D’après les analyses statistiques réalisées, il semblerait que notre hypothèse ne soit pas confirmée.

Les résultats obtenus sont les suivants :

  • La TCC d’ERP a été efficace et a permis une diminution des tics ;
  • Dans la tâche d’apprentissage instrumentale, le taux de réponses aux stimulus dévalués n’a pas diminué de façon significative.

Cela signifie que la balance entre le système de formation des habitudes et le système des actions dirigées vers un but ne semble pas avoir été significativement modifiée après la thérapie. Cela implique donc qu’on ne peut pas établir de lien entre une réussite de la thérapie et une modification de l’hyperactivité du système de formation des habitudes.

Puisque la réussite de la thérapie n’a pas contribué à diminuer le nombre de réponses produites par le système des réponses habituelles, alors notre hypothèse principale n’est pas vérifiée. D’autre part, on ne peut pas établir de corrélation positive entre la diminution des tics et la baisse des réponses habituelles, l’hypothèse secondaire n’est donc pas vérifiée non plus.

Ainsi donc, puisque les tics ont diminué mais que la balance réponses habituelles/réponses dirigées vers un but n’a pas subie de variation significative, il semblerait qu’on ne puisse pas imputer la réussite de la TCC d’ERP à une modification au niveau du système des processus d’apprentissages instrumentaux permettant la prise de décision.
La balance réponses habituelles/réponses dirigées vers un but ne serait donc pas impliquée dans la TCC anti-tics.

Un article scientifique est en cours de préparation et sera publié courant 2019.

Activité clinique

TCC

Outre la recherche, mon activité de psychologue au Centre de Référence SGT m’aura permis de mener 296 entretiens de thérapie anti-tics, dont 26 entretiens téléphoniques, pour 37 patients différents.

Création d’outils thérapeutiques

Forte de mes quelques années d’expériences et des observations menées auprès des patients durant les thérapies, j’ai pu réfléchir durant mon activité au Centre de Référence SGT à des outils permettant d’améliorer la prise en charge et l’implication des patients.

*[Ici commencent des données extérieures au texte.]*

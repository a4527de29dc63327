//! # CDSS Core
//!
//! Core business logic for the medication plan service:
//! - Patient, medication and medication plan documents
//! - A file-backed JSON document store under the configured data directory
//! - The drug interaction check and the plan submission workflow
//!
//! **No API concerns**: HTTP servers, routing and response shapes belong in `api-rest` and
//! `api-shared`.

pub mod config;
pub mod constants;
pub mod error;
pub mod interactions;
pub mod models;
pub mod plans;
pub mod store;
pub mod validation;

pub use cdss_types::{NonEmptyText, TextError};
pub use cdss_uuid::DocumentId;
pub use config::CoreConfig;
pub use constants::DEFAULT_DATA_DIR;
pub use error::{CdssError, CdssResult};
pub use interactions::InteractionResult;
pub use models::{Medication, MedicationPlan, MedicationType, Patient, PatientSummary, PopulatedPlan};
pub use plans::PlanService;
pub use store::DocumentStore;
pub use validation::AddPlanInput;
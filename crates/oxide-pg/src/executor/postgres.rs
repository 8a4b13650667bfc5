//! sqlx-backed Postgres connection.

use std::fmt;

use chrono::{DateTime, Utc};
use sqlx::postgres::{PgConnection, PgPool, PgPoolOptions, PgRow};
use sqlx::{Column as _, Executor as _, Postgres, Row as _, Transaction, TypeInfo as _, ValueRef as _};

use crate::coder::RawValue;
use crate::error::{Error, Result};
use crate::value::Value;

use super::{ColumnInfo, RowSet, SqlConnection};

/// A pooled Postgres connection with an optional open transaction.
///
/// Statements go over the simple-query protocol, so every column arrives
/// as text; common scalar types are decoded here and the rest is handed
/// on as a text buffer.
pub struct PgClient {
    pool: PgPool,
    tx: Option<Transaction<'static, Postgres>>,
}

impl PgClient {
    /// Connects to `url`.
    ///
    /// # Errors
    ///
    /// Returns [`Error::Database`] when the pool cannot connect.
    pub async fn connect(url: &str) -> Result<Self> {
        let pool = PgPoolOptions::new().connect(url).await?;
        Ok(Self::from_pool(pool))
    }

    /// Wraps an existing pool.
    #[must_use]
    pub fn from_pool(pool: PgPool) -> Self {
        Self { pool, tx: None }
    }

    /// The underlying pool.
    #[must_use]
    pub const fn pool(&self) -> &PgPool {
        &self.pool
    }
}

impl fmt::Debug for PgClient {
    fn fmt(&self, f: &mut fmt::Formatter<'_>) -> fmt::Result {
        f.debug_struct("PgClient")
            .field("pool", &self.pool)
            .field("in_transaction", &self.tx.is_some())
            .finish()
    }
}

impl SqlConnection for PgClient {
    async fn query_rows(&mut self, sql: &str) -> Result<RowSet> {
        let rows = match self.tx.as_mut() {
            Some(tx) => {
                let conn: &mut PgConnection = tx;
                conn.fetch_all(sqlx::raw_sql(sql)).await?
            }
            None => sqlx::raw_sql(sql).fetch_all(&self.pool).await?,
        };
        let columns = rows
            .first()
            .map(|row| {
                row.columns()
                    .iter()
                    .map(|c| ColumnInfo::new(c.name(), c.type_info().name()))
                    .collect()
            })
            .unwrap_or_default();
        let rows = rows.iter().map(scan_row).collect::<Result<Vec<_>>>()?;
        Ok(RowSet { columns, rows })
    }

    async fn exec(&mut self, sql: &str) -> Result<u64> {
        let result = match self.tx.as_mut() {
            Some(tx) => {
                let conn: &mut PgConnection = tx;
                conn.execute(sqlx::raw_sql(sql)).await?
            }
            None => sqlx::raw_sql(sql).execute(&self.pool).await?,
        };
        Ok(result.rows_affected())
    }

    async fn begin(&mut self) -> Result<()> {
        if self.tx.is_some() {
            return Err(Error::TransactionState(
                "a transaction is already open".to_string(),
            ));
        }
        self.tx = Some(self.pool.begin().await?);
        Ok(())
    }

    async fn commit(&mut self) -> Result<()> {
        let tx = self
            .tx
            .take()
            .ok_or_else(|| Error::TransactionState("no open transaction".to_string()))?;
        tx.commit().await?;
        Ok(())
    }

    async fn rollback(&mut self) -> Result<()> {
        let tx = self
            .tx
            .take()
            .ok_or_else(|| Error::TransactionState("no open transaction".to_string()))?;
        tx.rollback().await?;
        Ok(())
    }

    fn in_transaction(&self) -> bool {
        self.tx.is_some()
    }
}

fn typed<T>(value: Option<T>, wrap: impl FnOnce(T) -> Value) -> RawValue {
    value.map_or(RawValue::Null, |v| RawValue::Typed(wrap(v)))
}

fn scan_row(row: &PgRow) -> Result<Vec<RawValue>> {
    row.columns()
        .iter()
        .enumerate()
        .map(|(i, column)| -> Result<RawValue> {
            let raw = match column.type_info().name() {
                "BOOL" => typed(row.try_get::<Option<bool>, _>(i)?, Value::Bool),
                "INT2" => typed(row.try_get::<Option<i16>, _>(i)?, |v| Value::Int(v.into())),
                "INT4" => typed(row.try_get::<Option<i32>, _>(i)?, |v| Value::Int(v.into())),
                "INT8" => typed(row.try_get::<Option<i64>, _>(i)?, Value::Int),
                "FLOAT4" => typed(row.try_get::<Option<f32>, _>(i)?, |v| Value::Float(v.into())),
                "FLOAT8" => typed(row.try_get::<Option<f64>, _>(i)?, Value::Float),
                "TEXT" | "VARCHAR" | "BPCHAR" | "NAME" => {
                    typed(row.try_get::<Option<String>, _>(i)?, Value::Text)
                }
                "TIMESTAMPTZ" => typed(
                    row.try_get::<Option<DateTime<Utc>>, _>(i)?,
                    Value::Timestamp,
                ),
                "JSON" | "JSONB" => typed(
                    row.try_get::<Option<serde_json::Value>, _>(i)?,
                    Value::Json,
                ),
                _ => {
                    let value = row.try_get_raw(i)?;
                    if value.is_null() {
                        RawValue::Null
                    } else {
                        let bytes = value
                            .as_bytes()
                            .map_err(|e| Error::coercion(e.to_string()).at_column(column.name()))?;
                        RawValue::Bytes(bytes.to_vec())
                    }
                }
            };
            Ok(raw)
        })
        .collect()
}
//! Statement execution.
//!
//! [`SqlConnection`] is the capability set of a live connection.
//! [`Connection`] wraps one with a [`PgDialect`](crate::PgDialect) and runs
//! reconciliation, commands and queries through it; [`Cursor`] coerces the
//! scanned rows. [`PgClient`] is the sqlx implementation.

mod connection;
mod cursor;
mod postgres;

pub use connection::Connection;
pub use cursor::Cursor;
pub use postgres::PgClient;

use std::future::Future;

use crate::coder::RawValue;
use crate::error::Result;

/// A live connection that may be inside a transaction.
///
/// Statements run inside the open transaction when there is one and
/// directly otherwise. Implementations may write the methods as plain
/// `async fn` as long as the futures are `Send`.
pub trait SqlConnection: Send {
    /// Runs a query and returns every row.
    fn query_rows(&mut self, sql: &str) -> impl Future<Output = Result<RowSet>> + Send;

    /// Runs a statement and returns the number of affected rows.
    fn exec(&mut self, sql: &str) -> impl Future<Output = Result<u64>> + Send;

    /// Opens a transaction.
    fn begin(&mut self) -> impl Future<Output = Result<()>> + Send;

    /// Commits the open transaction.
    fn commit(&mut self) -> impl Future<Output = Result<()>> + Send;

    /// Rolls back the open transaction.
    fn rollback(&mut self) -> impl Future<Output = Result<()>> + Send;

    /// Whether a transaction is open.
    fn in_transaction(&self) -> bool;
}

/// Name and declared type of a result column.
#[derive(Debug, Clone, PartialEq, Eq)]
pub struct ColumnInfo {
    /// Column name.
    pub name: String,
    /// Declared type, such as `INT8` or `numeric`.
    pub type_name: String,
}

impl ColumnInfo {
    /// Creates a column description.
    #[must_use]
    pub fn new(name: impl Into<String>, type_name: impl Into<String>) -> Self {
        Self {
            name: name.into(),
            type_name: type_name.into(),
        }
    }
}

/// Scanned result of a query, before coercion.
#[derive(Debug, Clone, Default, PartialEq)]
pub struct RowSet {
    /// Result columns.
    pub columns: Vec<ColumnInfo>,
    /// Rows, each with one value per column.
    pub rows: Vec<Vec<RawValue>>,
}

Il s’agit majoritairement de différents supports papiers, ainsi que de « fiches mémo » pour les patients ou les parents.
J’ai également créé et standardisé un compte-rendu type à rédiger après chaque premier entretien et après chaque bilan de suivi, à transmettre au neurologue référent de l’équipe, pour garder une trace écrite et faciliter les transmissions.

Par ailleurs, en 2017 j’ai participé à l’élaboration d’un outil thérapeutique pour les TCC anti-tics, avec le Living Lab de la Pitié-Salpêtrière.

Enfin, ayant à cœur la transmission des connaissances que j’ai pu avoir grâce à mes différents stages au centre de Référence et au Canada, j’ai pris le temps d’expliquer à différents stagiaires et internes la thérapie anti-tics. J’ai également été amenée à m’entretenir avec des étudiantes en Art Décoratifs de Paris qui ont fait leur projet de fin d’études sur le SGT.

Je tiens à remercier l’AFSGT de s’être intéressée à ce travail de recherche, ce qui m’a permis de mener le projet à son terme, et de participer à d’autres activités cliniques, grâce au financement de mon poste de psychologue.